6.Considerazioni finali
Oltre all'interpretazione storica, esistono principalmente altre tre visioni differenti. C'è l'interpretazione preterista che vede questo brano in relazione unicamente alla chiesa di Sardi del I secolo, quella idealista che svincola il testo da qualsiasi contorno storico per poterlo mitizzare e renderlo usufruibile in qualsiasi contesto e infine la visione futurista che considera queste sette lettere nel loro periodo storico, proiettando però tutto il resto dell'Apocalisse verso il futuro.
Anche per questa lettera, la mia riflessione si sofferma sulla situazione storica di questa chiesa nel I secolo, riconoscendo però un valore generale applicabile a tutte le comunità cristiane che nel corso della storia si sono riconosciute nella stessa situazione.
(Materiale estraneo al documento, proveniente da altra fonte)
pub mod buy;
pub mod indicators;
pub mod report;
pub mod sell;

#[cfg(test)]
mod buy_tests;

pub use buy::{evaluate_buy, BuyContext};
pub use sell::{evaluate_sell, SellContext};
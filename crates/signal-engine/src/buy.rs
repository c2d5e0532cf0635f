use market_core::{Bar, BuyVerdict, Grade, PatternTag, SignalMetrics};

use crate::indicators::{
    bars_since_golden_cross, closes, krw_tick_size, moving_average, rsi, volume_ratio,
};

/// Minimum primary-timeframe history before any rule runs.
pub const MIN_BARS: usize = 185;

/// Tradable KRW price band. Sub-10 KRW listings have unusable tick
/// granularity; 10,000+ listings need too much capital per tick.
pub const MIN_PRICE_KRW: f64 = 10.0;
pub const MAX_PRICE_KRW: f64 = 10_000.0;

/// Per-symbol context that is not derivable from the bar series itself.
#[derive(Debug, Clone, Copy, Default)]
pub struct BuyContext<'a> {
    /// Symbol is on the exchange caution/warning list.
    pub halted: bool,
    /// Optional 1-minute bars for the momentum-breakout rule.
    pub fine_bars: Option<&'a [Bar]>,
}

/// Classify one symbol's primary-timeframe (30m) series.
///
/// Pure function of its inputs: rules are evaluated in a fixed order, first
/// match wins, and every verdict carries a fully-populated metrics snapshot.
pub fn evaluate_buy(bars: &[Bar], ctx: BuyContext<'_>) -> BuyVerdict {
    if bars.len() < MIN_BARS {
        return BuyVerdict::Pass {
            reason: format!("insufficient data ({} of {MIN_BARS} bars)", bars.len()),
            grade: None,
            metrics: SignalMetrics::default(),
            tags: Vec::new(),
        };
    }

    let close = closes(bars);
    let price = close[close.len() - 1];

    let ma5 = moving_average(&close, 5);
    let ma20 = moving_average(&close, 20);
    let ma40 = moving_average(&close, 40);
    let ma90 = moving_average(&close, 90);
    let ma185 = moving_average(&close, 185);
    let rsi_series = rsi(&close, 14);

    let last = close.len() - 1;
    let rsi_now = rsi_series[last];
    let ma40_now = ma40[last];
    let ma185_now = ma185[last];
    let ma185_prev = ma185[last - 1];

    // One-bar slope of the long MA, in percent.
    let slope_rate = if ma185_prev > 0.0 {
        (ma185_now - ma185_prev) / ma185_prev * 100.0
    } else {
        0.0
    };
    // Same delta normalized by tick size, so crash detection works at any
    // price magnitude.
    let diff_185_ticks = (ma185_now - ma185_prev) / krw_tick_size(price);

    let disparity_40 = if ma40_now > 0.0 {
        (price - ma40_now).abs() / ma40_now
    } else {
        0.0
    };
    let disparity_185_pct = if ma185_now > 0.0 {
        (price - ma185_now) / ma185_now * 100.0
    } else {
        0.0
    };
    let disparity_gold = if ma185_now > 0.0 {
        (ma40_now - ma185_now).abs() / ma185_now
    } else {
        0.0
    };

    let bars_since_gold = bars_since_golden_cross(&ma40, &ma185, 96);
    let vol_ratio = volume_ratio(bars, 20);
    let (has_volume_surge, max_vol_ratio) = recent_volume_surge(bars, 20, 3);

    // The long MA already being lower than 96 bars ago means the downtrend is
    // old news; a steep current slope then reads as bottoming, not breakdown.
    let was_descending = ma185[last - 9] <= ma185[last - 95];

    let metrics = SignalMetrics {
        current_price: price,
        rsi: rsi_now,
        ma40: ma40_now,
        ma185: ma185_now,
        slope_rate,
        disparity_40_pct: disparity_40 * 100.0,
        disparity_185_pct,
        disparity_gold,
        bars_since_gold,
        vol_ratio,
        has_volume_surge,
        max_vol_ratio,
    };
    let tags = pattern_tags(bars, &ma5, &ma20, &ma185, rsi_now);

    let pass = |reason: String, grade: Option<Grade>| BuyVerdict::Pass {
        reason,
        grade,
        metrics: metrics.clone(),
        tags: tags.clone(),
    };
    let buy = |grade: Grade, reason: String| BuyVerdict::Buy {
        grade,
        reason,
        metrics: metrics.clone(),
        tags: tags.clone(),
    };

    if !(MIN_PRICE_KRW..MAX_PRICE_KRW).contains(&price) {
        return pass(
            format!("price {price:.2} KRW outside {MIN_PRICE_KRW}..{MAX_PRICE_KRW} band"),
            None,
        );
    }

    if ctx.halted {
        return pass("on exchange caution list".to_string(), Some(Grade::F));
    }

    if let Some(fine) = ctx.fine_bars {
        if let Some(reason) = fine_momentum_breakout(bars, fine) {
            return buy(Grade::S, reason);
        }
    }

    if let Some(reason) = coarse_momentum_breakout(bars, &close, rsi_now) {
        return buy(Grade::SPlus, reason);
    }

    // Counter-trend entries are allowed before the trend filter: a fresh steep
    // drop into deep oversold is the setup, not the disqualifier.
    if slope_rate < -0.06 && !was_descending {
        let deeply_oversold = rsi_now <= 20.0 || disparity_185_pct <= -10.0;
        if deeply_oversold && price > ma40_now {
            return buy(
                Grade::A,
                format!("counter-trend oversold (RSI {rsi_now:.1}, {disparity_185_pct:.1}% vs 185MA)"),
            );
        }
    }

    let realigned =
        ma40[last - 1] <= ma90[last - 1] && ma40_now > ma90[last] && price > ma40_now;
    if realigned {
        return buy(Grade::A, "40/90 realignment cross".to_string());
    }

    if slope_rate < -0.06 && !was_descending {
        return pass(format!("trend unfavorable (slope {slope_rate:.3}%/bar)"), None);
    }

    if diff_185_ticks < -1.2 {
        return pass(
            format!("long MA crashing ({diff_185_ticks:.2} ticks/bar)"),
            None,
        );
    }

    if bars_since_gold < 0 {
        return pass("no 40/185 crossover in window".to_string(), None);
    }
    if bars_since_gold < 4 {
        return pass(
            format!("too soon after crossover ({bars_since_gold} bars)"),
            None,
        );
    }

    if rsi_now > 65.0 {
        return pass(format!("overheated (RSI {rsi_now:.1})"), None);
    }

    if price > ma40_now && disparity_40 <= 0.07 {
        let bar = &bars[last];
        let bullish = bar.close > bar.open;
        if !bullish && !has_volume_surge {
            return pass("insufficient volume confirmation".to_string(), None);
        }
        if slope_rate >= -0.01 && disparity_gold <= 0.005 {
            let high_50 = bars[bars.len() - 50..]
                .iter()
                .map(|b| b.high)
                .fold(f64::MIN, f64::max);
            if high_50 > 0.0 && price >= high_50 * 0.9 {
                // Near the recent ceiling the same setup is continuation,
                // not a fresh base.
                return buy(Grade::A, "trend continuation near 50-bar high".to_string());
            }
            return buy(Grade::SPlus, "tight-base breakout".to_string());
        }
        if slope_rate >= -0.01 {
            return buy(Grade::APlus, "uptrend resumption".to_string());
        }
        return buy(Grade::A, "recovering above 40MA".to_string());
    }

    if price <= ma40_now && disparity_40 <= 0.025 && diff_185_ticks.abs() < 1.0 {
        if is_falling_knife(bars) {
            return pass("falling knife near 40MA".to_string(), None);
        }
        let reason = if disparity_gold <= 0.015 && slope_rate >= -0.01 {
            "base inflection"
        } else {
            "energy compression"
        };
        return buy(Grade::S, reason.to_string());
    }

    let ma20_now = ma20[last];
    if ma20_now > 0.0 && (price - ma20_now).abs() / ma20_now <= 0.03 && vol_ratio < 0.9 {
        return buy(Grade::B, "pullback to 20MA support".to_string());
    }

    pass(
        format!(
            "no setup (price {} 40MA, disparity {:.1}%)",
            if price > ma40_now { "above" } else { "below" },
            disparity_40 * 100.0
        ),
        None,
    )
}

/// 1-minute supply breakout: 3x volume spike, 3% rise over 3 bars, RSI not
/// yet hot, and still near the session low. The low guard reads the primary
/// series, not the short fine tape, so a pump well off the day's bottom is
/// never chased.
fn fine_momentum_breakout(bars: &[Bar], fine: &[Bar]) -> Option<String> {
    if fine.len() < 25 {
        return None;
    }
    let last = fine.len() - 1;
    let baseline: f64 =
        fine[last - 20..last].iter().map(|b| b.volume).sum::<f64>() / 20.0;
    if baseline <= 0.0 || fine[last].volume < baseline * 3.0 {
        return None;
    }

    let base_price = fine[last - 3].close;
    if base_price <= 0.0 {
        return None;
    }
    let rise = (fine[last].close - base_price) / base_price;
    if rise < 0.03 {
        return None;
    }

    let fine_close = closes(fine);
    let fine_rsi = rsi(&fine_close, 14);
    let rsi_now = fine_rsi[last];
    if !rsi_now.is_nan() && rsi_now >= 70.0 {
        return None;
    }

    let price = bars.last().map(|b| b.close)?;
    let session_low = bars.iter().map(|b| b.low).fold(f64::MAX, f64::min);
    if session_low <= 0.0 || price >= session_low * 1.07 {
        return None;
    }

    Some(format!(
        "supply breakout ({:.1}x volume, +{:.1}% in 3m)",
        fine[last].volume / baseline,
        rise * 100.0
    ))
}

/// Primary-timeframe breakout against a short 5-bar volume baseline.
fn coarse_momentum_breakout(bars: &[Bar], close: &[f64], rsi_now: f64) -> Option<String> {
    let last = bars.len() - 1;
    if last < 5 {
        return None;
    }
    let baseline: f64 = bars[last - 5..last].iter().map(|b| b.volume).sum::<f64>() / 5.0;
    if baseline <= 0.0 || bars[last].volume < baseline * 3.0 {
        return None;
    }
    let base_price = close[last - 3];
    if base_price <= 0.0 {
        return None;
    }
    let rise = (close[last] - base_price) / base_price;
    if rise < 0.03 {
        return None;
    }
    if rsi_now >= 70.0 {
        return None;
    }
    Some(format!(
        "volume breakout ({:.1}x, +{:.1}% in 3 bars)",
        bars[last].volume / baseline,
        rise * 100.0
    ))
}

/// Any of the last `span` bars carrying at least a 10% volume bump over the
/// trailing `baseline` mean, plus the largest ratio seen.
fn recent_volume_surge(bars: &[Bar], baseline: usize, span: usize) -> (bool, f64) {
    let mut max_ratio = 0.0_f64;
    if bars.len() < baseline + span {
        return (false, 0.0);
    }
    for offset in 0..span {
        let i = bars.len() - 1 - offset;
        let window = &bars[i - baseline..i];
        let mean = window.iter().map(|b| b.volume).sum::<f64>() / baseline as f64;
        if mean > 0.0 {
            max_ratio = max_ratio.max(bars[i].volume / mean);
        }
    }
    (max_ratio >= 1.1, max_ratio)
}

/// A sharp down candle, or a majority-bearish last three bars, disqualifies a
/// near-40MA entry.
fn is_falling_knife(bars: &[Bar]) -> bool {
    let last = bars.len() - 1;
    let bar = &bars[last];
    if bar.open > 0.0 && (bar.open - bar.close) / bar.open >= 0.02 {
        return true;
    }
    let bearish = bars[last - 2..=last]
        .iter()
        .filter(|b| b.close < b.open)
        .count();
    bearish >= 2
}

fn pattern_tags(
    bars: &[Bar],
    ma5: &[f64],
    ma20: &[f64],
    ma185: &[f64],
    rsi_now: f64,
) -> Vec<PatternTag> {
    let last = bars.len() - 1;
    let price = bars[last].close;
    let mut tags = Vec::new();

    if price > ma5[last] && ma5[last] > ma20[last] && ma20[last] > ma185[last] {
        tags.push(PatternTag::AlignedStack);
    }

    let short_cross = ma5[last - 1] <= ma20[last - 1] && ma5[last] > ma20[last];
    if short_cross && price < ma185[last] {
        tags.push(PatternTag::ShortReversal);
    }

    if rsi_now <= 25.0 {
        if bars[last].close > bars[last].open {
            tags.push(PatternTag::BottomBounce);
        } else {
            tags.push(PatternTag::BottomNear);
        }
    }

    tags
}
use serde::Deserialize;

/// One candle from `/v1/candles/minutes/{unit}`. The API returns newest
/// first; the client reverses into chronological order.
#[derive(Debug, Clone, Deserialize)]
pub struct CandleResponse {
    pub candle_date_time_utc: String,
    pub opening_price: f64,
    pub high_price: f64,
    pub low_price: f64,
    pub trade_price: f64,
    pub candle_acc_trade_volume: f64,
}

#[derive(Debug, Clone, Deserialize)]
pub struct TickerResponse {
    pub trade_price: Option<f64>,
    pub prev_closing_price: Option<f64>,
}

#[derive(Debug, Clone, Deserialize)]
pub struct MarketInfo {
    /// e.g. "KRW-BTC"
    pub market: String,
    pub market_event: Option<MarketEvent>,
}

#[derive(Debug, Clone, Deserialize)]
pub struct MarketEvent {
    #[serde(default)]
    pub warning: bool,
}

/// One currency line from `/v1/accounts`. Amounts arrive as strings.
#[derive(Debug, Clone, Deserialize)]
pub struct AccountResponse {
    pub currency: String,
    pub balance: String,
    #[serde(default)]
    pub locked: String,
}

impl AccountResponse {
    pub fn free(&self) -> f64 {
        self.balance.parse().unwrap_or(0.0)
    }
}

#[derive(Debug, Clone, Deserialize)]
pub struct OrderResponse {
    pub uuid: String,
    pub side: String,
    pub market: String,
    pub created_at: String,
    pub volume: Option<String>,
    pub executed_volume: Option<String>,
}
Purtroppo infatti anche al giorno d'oggi esistono chiese che hanno nome di esser vive ma in realtà sono morte spiritualmente. Chiese che si sono dimenticate come si vive camminando secondo lo Spirito (Gal 5:16) adempiendo di fatto i desideri della carne. Desideri che non per forza riguardano scandali eclatanti ma che molto più verosimilmente sono identificabili con il semplice e solo apparire, con una tradizione religiosa gratificante ma ormai priva di spiritualità. Tanto alla chiesa di Sardi, quanto a queste comunità più recenti, il Signore rivolge le stesse parole.
Note:
[1] Cfr. Fricker Denis, Siffer Nathalie, La fonte Q, Ed. San Paolo, p. 66.
E' stata utilizzata l'edizione critica di ricostruzione della fonte dell'International Q Project.